━━━━━ Dataset entries

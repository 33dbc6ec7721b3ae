use chrono::{DateTime, Duration, Utc};
use sqlx::{PgPool, Pool, Postgres};

use scout_core::error::AppError;
use scout_core::models::{Job, NewJob};

use crate::normalize_pagination;

/// Repository for job persistence in PostgreSQL.
#[derive(Clone)]
pub struct JobRepository {
    pool: Pool<Postgres>,
}

impl JobRepository {
    pub fn new(pool: PgPool) -> Self {
        Self { pool }
    }

    /// Idempotent upsert on the job URL. A stored `posted_at` is kept over
    /// the incoming one so the first observed posting date sticks.
    pub async fn save_job(&self, job: NewJob) -> Result<(), AppError> {
        sqlx::query(
            r#"
            INSERT INTO jobs (
                source_id, source_type, url, title, description, company,
                location, salary_range, posted_at, match_score, match_summary,
                created_at, updated_at
            )
            VALUES ($1, $2, $3, $4, $5, $6, $7, $8, $9, $10, $11, NOW(), NOW())
            ON CONFLICT (url) DO UPDATE
            SET source_id = EXCLUDED.source_id,
                source_type = COALESCE(EXCLUDED.source_type, jobs.source_type),
                title = EXCLUDED.title,
                description = EXCLUDED.description,
                company = EXCLUDED.company,
                location = EXCLUDED.location,
                salary_range = COALESCE(EXCLUDED.salary_range, jobs.salary_range),
                posted_at = COALESCE(jobs.posted_at, EXCLUDED.posted_at),
                match_score = EXCLUDED.match_score,
                match_summary = EXCLUDED.match_summary,
                updated_at = NOW()
            "#,
        )
        .bind(job.source_id)
        .bind(job.source_type.as_str())
        .bind(&job.url)
        .bind(&job.title)
        .bind(&job.description)
        .bind(&job.company)
        .bind(&job.location)
        .bind(&job.salary_range)
        .bind(job.posted_at)
        .bind(job.match_score)
        .bind(&job.match_summary)
        .execute(&self.pool)
        .await
        .map_err(|e| AppError::DatabaseError(e.to_string()))?;
        Ok(())
    }

    /// Jobs ordered for review: unapplied first, best matches first,
    /// newest postings first. Returns `(jobs, total, active_total)`.
    pub async fn get_jobs(
        &self,
        limit: i64,
        offset: i64,
    ) -> Result<(Vec<Job>, i64, i64), AppError> {
        let (limit, offset) = normalize_pagination(limit, offset);

        let total: (i64,) = sqlx::query_as("SELECT COUNT(*) FROM jobs")
            .fetch_one(&self.pool)
            .await
            .map_err(|e| AppError::DatabaseError(e.to_string()))?;

        let active: (i64,) =
            sqlx::query_as("SELECT COUNT(*) FROM jobs WHERE rejected = FALSE AND closed = FALSE")
                .fetch_one(&self.pool)
                .await
                .map_err(|e| AppError::DatabaseError(e.to_string()))?;

        let rows = sqlx::query_as::<_, JobRow>(
            r#"
            SELECT
                j.id, j.source_id,
                COALESCE(s.url, '') AS source_url,
                COALESCE(j.source_type, s.type, '') AS source_type,
                j.url, j.title, j.description, j.company, j.location,
                j.salary_range, j.match_score, j.match_summary,
                j.applied, j.applied_at, j.rejected, j.rejected_at,
                j.closed, j.closed_at, j.posted_at, j.created_at, j.updated_at
            FROM jobs j
            LEFT JOIN sources s ON s.id = j.source_id
            ORDER BY j.applied ASC,
                     j.match_score DESC,
                     COALESCE(j.posted_at, j.created_at) DESC
            LIMIT $1 OFFSET $2
            "#,
        )
        .bind(limit)
        .bind(offset)
        .fetch_all(&self.pool)
        .await
        .map_err(|e| AppError::DatabaseError(e.to_string()))?;

        Ok((
            rows.into_iter().map(Into::into).collect(),
            total.0,
            active.0,
        ))
    }

    pub async fn mark_job_applied(&self, job_id: i64) -> Result<(), AppError> {
        self.set_flag(job_id, "applied", "applied_at").await
    }

    pub async fn mark_job_rejected(&self, job_id: i64) -> Result<(), AppError> {
        self.set_flag(job_id, "rejected", "rejected_at").await
    }

    pub async fn mark_job_closed(&self, job_id: i64) -> Result<(), AppError> {
        self.set_flag(job_id, "closed", "closed_at").await
    }

    async fn set_flag(&self, job_id: i64, flag: &str, at: &str) -> Result<(), AppError> {
        // Column names come from the three callers above, never from input.
        let query =
            format!("UPDATE jobs SET {flag} = TRUE, {at} = NOW(), updated_at = NOW() WHERE id = $1");
        sqlx::query(&query)
            .bind(job_id)
            .execute(&self.pool)
            .await
            .map_err(|e| AppError::DatabaseError(e.to_string()))?;
        Ok(())
    }

    /// Retention sweep over the effective posting date.
    pub async fn delete_old_jobs(&self, older_than: Duration) -> Result<u64, AppError> {
        let cutoff = Utc::now() - older_than;
        let result = sqlx::query("DELETE FROM jobs WHERE COALESCE(posted_at, created_at) < $1")
            .bind(cutoff)
            .execute(&self.pool)
            .await
            .map_err(|e| AppError::DatabaseError(e.to_string()))?;
        Ok(result.rows_affected())
    }
}

// -- Internal row type for sqlx deserialization --

#[derive(sqlx::FromRow)]
struct JobRow {
    id: i64,
    source_id: i64,
    source_url: String,
    source_type: String,
    url: String,
    title: String,
    description: String,
    company: String,
    location: String,
    salary_range: Option<String>,
    match_score: i32,
    match_summary: String,
    applied: bool,
    applied_at: Option<DateTime<Utc>>,
    rejected: bool,
    rejected_at: Option<DateTime<Utc>>,
    closed: bool,
    closed_at: Option<DateTime<Utc>>,
    posted_at: Option<DateTime<Utc>>,
    created_at: DateTime<Utc>,
    updated_at: DateTime<Utc>,
}

impl From<JobRow> for Job {
    fn from(row: JobRow) -> Self {
        Job {
            id: row.id,
            source_id: row.source_id,
            source_url: row.source_url,
            source_type: row.source_type,
            url: row.url,
            title: row.title,
            description: row.description,
            company: row.company,
            location: row.location,
            salary_range: row.salary_range,
            match_score: row.match_score,
            match_summary: row.match_summary,
            applied: row.applied,
            applied_at: row.applied_at,
            rejected: row.rejected,
            rejected_at: row.rejected_at,
            closed: row.closed,
            closed_at: row.closed_at,
            posted_at: row.posted_at,
            created_at: row.created_at,
            updated_at: row.updated_at,
        }
    }
}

━━━━━━━━━━

Word for word, repeat every entry listed above.

repository 33dbc6ec7721b3ae
use chrono::{DateTime, Duration, Utc};
use sqlx::{PgPool, Pool, Postgres};

use scout_core::error::AppError;
use scout_core::models::{Job, NewJob};

use crate::normalize_pagination;

/// Repository for job persistence in PostgreSQL.
#[derive(Clone)]
pub struct JobRepository {
    pool: Pool<Postgres>,
}

impl JobRepository {
    pub fn new(pool: PgPool) -> Self {
        Self { pool }
    }

    /// Idempotent upsert on the job URL. A stored `posted_at` is kept over
    /// the incoming one so the first observed posting date sticks.
    pub async fn save_job(&self, job: NewJob) -> Result<(), AppError> {
        sqlx::query(
            r#"
            INSERT INTO jobs (
                source_id, source_type, url, title, description, company,
                location, salary_range, posted_at, match_score, match_summary,
                created_at, updated_at
            )
            VALUES ($1, $2, $3, $4, $5, $6, $7, $8, $9, $10, $11, NOW(), NOW())
            ON CONFLICT (url) DO UPDATE
            SET source_id = EXCLUDED.source_id,
                source_type = COALESCE(EXCLUDED.source_type, jobs.source_type),
                title = EXCLUDED.title,
                description = EXCLUDED.description,
                company = EXCLUDED.company,
                location = EXCLUDED.location,
                salary_range = COALESCE(EXCLUDED.salary_range, jobs.salary_range),
                posted_at = COALESCE(jobs.posted_at, EXCLUDED.posted_at),
                match_score = EXCLUDED.match_score,
                match_summary = EXCLUDED.match_summary,
                updated_at = NOW()
            "#,
        )
        .bind(job.source_id)
        .bind(job.source_type.as_str())
        .bind(&job.url)
        .bind(&job.title)
        .bind(&job.description)
        .bind(&job.company)
        .bind(&job.location)
        .bind(&job.salary_range)
        .bind(job.posted_at)
        .bind(job.match_score)
        .bind(&job.match_summary)
        .execute(&self.pool)
        .await
        .map_err(|e| AppError::DatabaseError(e.to_string()))?;
        Ok(())
    }

    /// Jobs ordered for review: unapplied first, best matches first,
    /// newest postings first. Returns `(jobs, total, active_total)`.
    pub async fn get_jobs(
        &self,
        limit: i64,
        offset: i64,
    ) -> Result<(Vec<Job>, i64, i64), AppError> {
        let (limit, offset) = normalize_pagination(limit, offset);

        let total: (i64,) = sqlx::query_as("SELECT COUNT(*) FROM jobs")
            .fetch_one(&self.pool)
            .await
            .map_err(|e| AppError::DatabaseError(e.to_string()))?;

        let active: (i64,) =
            sqlx::query_as("SELECT COUNT(*) FROM jobs WHERE rejected = FALSE AND closed = FALSE")
                .fetch_one(&self.pool)
                .await
                .map_err(|e| AppError::DatabaseError(e.to_string()))?;

        let rows = sqlx::query_as::<_, JobRow>(
            r#"
            SELECT
                j.id, j.source_id,
                COALESCE(s.url, '') AS source_url,
                COALESCE(j.source_type, s.type, '') AS source_type,
                j.url, j.title, j.description, j.company, j.location,
                j.salary_range, j.match_score, j.match_summary,
                j.applied, j.applied_at, j.rejected, j.rejected_at,
                j.closed, j.closed_at, j.posted_at, j.created_at, j.updated_at
            FROM jobs j
            LEFT JOIN sources s ON s.id = j.source_id
            ORDER BY j.applied ASC,
                     j.match_score DESC,
                     COALESCE(j.posted_at, j.created_at) DESC
            LIMIT $1 OFFSET $2
            "#,
        )
        .bind(limit)
        .bind(offset)
        .fetch_all(&self.pool)
        .await
        .map_err(|e| AppError::DatabaseError(e.to_string()))?;

        Ok((
            rows.into_iter().map(Into::into).collect(),
            total.0,
            active.0,
        ))
    }

    pub async fn mark_job_applied(&self, job_id: i64) -> Result<(), AppError> {
        self.set_flag(job_id, "applied", "applied_at").await
    }

    pub async fn mark_job_rejected(&self, job_id: i64) -> Result<(), AppError> {
        self.set_flag(job_id, "rejected", "rejected_at").await
    }

    pub async fn mark_job_closed(&self, job_id: i64) -> Result<(), AppError> {
        self.set_flag(job_id, "closed", "closed_at").await
    }

    async fn set_flag(&self, job_id: i64, flag: &str, at: &str) -> Result<(), AppError> {
        // Column names come from the three callers above, never from input.
        let query =
            format!("UPDATE jobs SET {flag} = TRUE, {at} = NOW(), updated_at = NOW() WHERE id = $1");
        sqlx::query(&query)
            .bind(job_id)
            .execute(&self.pool)
            .await
            .map_err(|e| AppError::DatabaseError(e.to_string()))?;
        Ok(())
    }

    /// Retention sweep over the effective posting date.
    pub async fn delete_old_jobs(&self, older_than: Duration) -> Result<u64, AppError> {
        let cutoff = Utc::now() - older_than;
        let result = sqlx::query("DELETE FROM jobs WHERE COALESCE(posted_at, created_at) < $1")
            .bind(cutoff)
            .execute(&self.pool)
            .await
            .map_err(|e| AppError::DatabaseError(e.to_string()))?;
        Ok(result.rows_affected())
    }
}

// -- Internal row type for sqlx deserialization --

#[derive(sqlx::FromRow)]
struct JobRow {
    id: i64,
    source_id: i64,
    source_url: String,
    source_type: String,
    url: String,
    title: String,
    description: String,
    company: String,
    location: String,
    salary_range: Option<String>,
    match_score: i32,
    match_summary: String,
    applied: bool,
    applied_at: Option<DateTime<Utc>>,
    rejected: bool,
    rejected_at: Option<DateTime<Utc>>,
    closed: bool,
    closed_at: Option<DateTime<Utc>>,
    posted_at: Option<DateTime<Utc>>,
    created_at: DateTime<Utc>,
    updated_at: DateTime<Utc>,
}

impl From<JobRow> for Job {
    fn from(row: JobRow) -> Self {
        Job {
            id: row.id,
            source_id: row.source_id,
            source_url: row.source_url,
            source_type: row.source_type,
            url: row.url,
            title: row.title,
            description: row.description,
            company: row.company,
            location: row.location,
            salary_range: row.salary_range,
            match_score: row.match_score,
            match_summary: row.match_summary,
            applied: row.applied,
            applied_at: row.applied_at,
            rejected: row.rejected,
            rejected_at: row.rejected_at,
            closed: row.closed,
            closed_at: row.closed_at,
            posted_at: row.posted_at,
            created_at: row.created_at,
            updated_at: row.updated_at,
        }
    }
}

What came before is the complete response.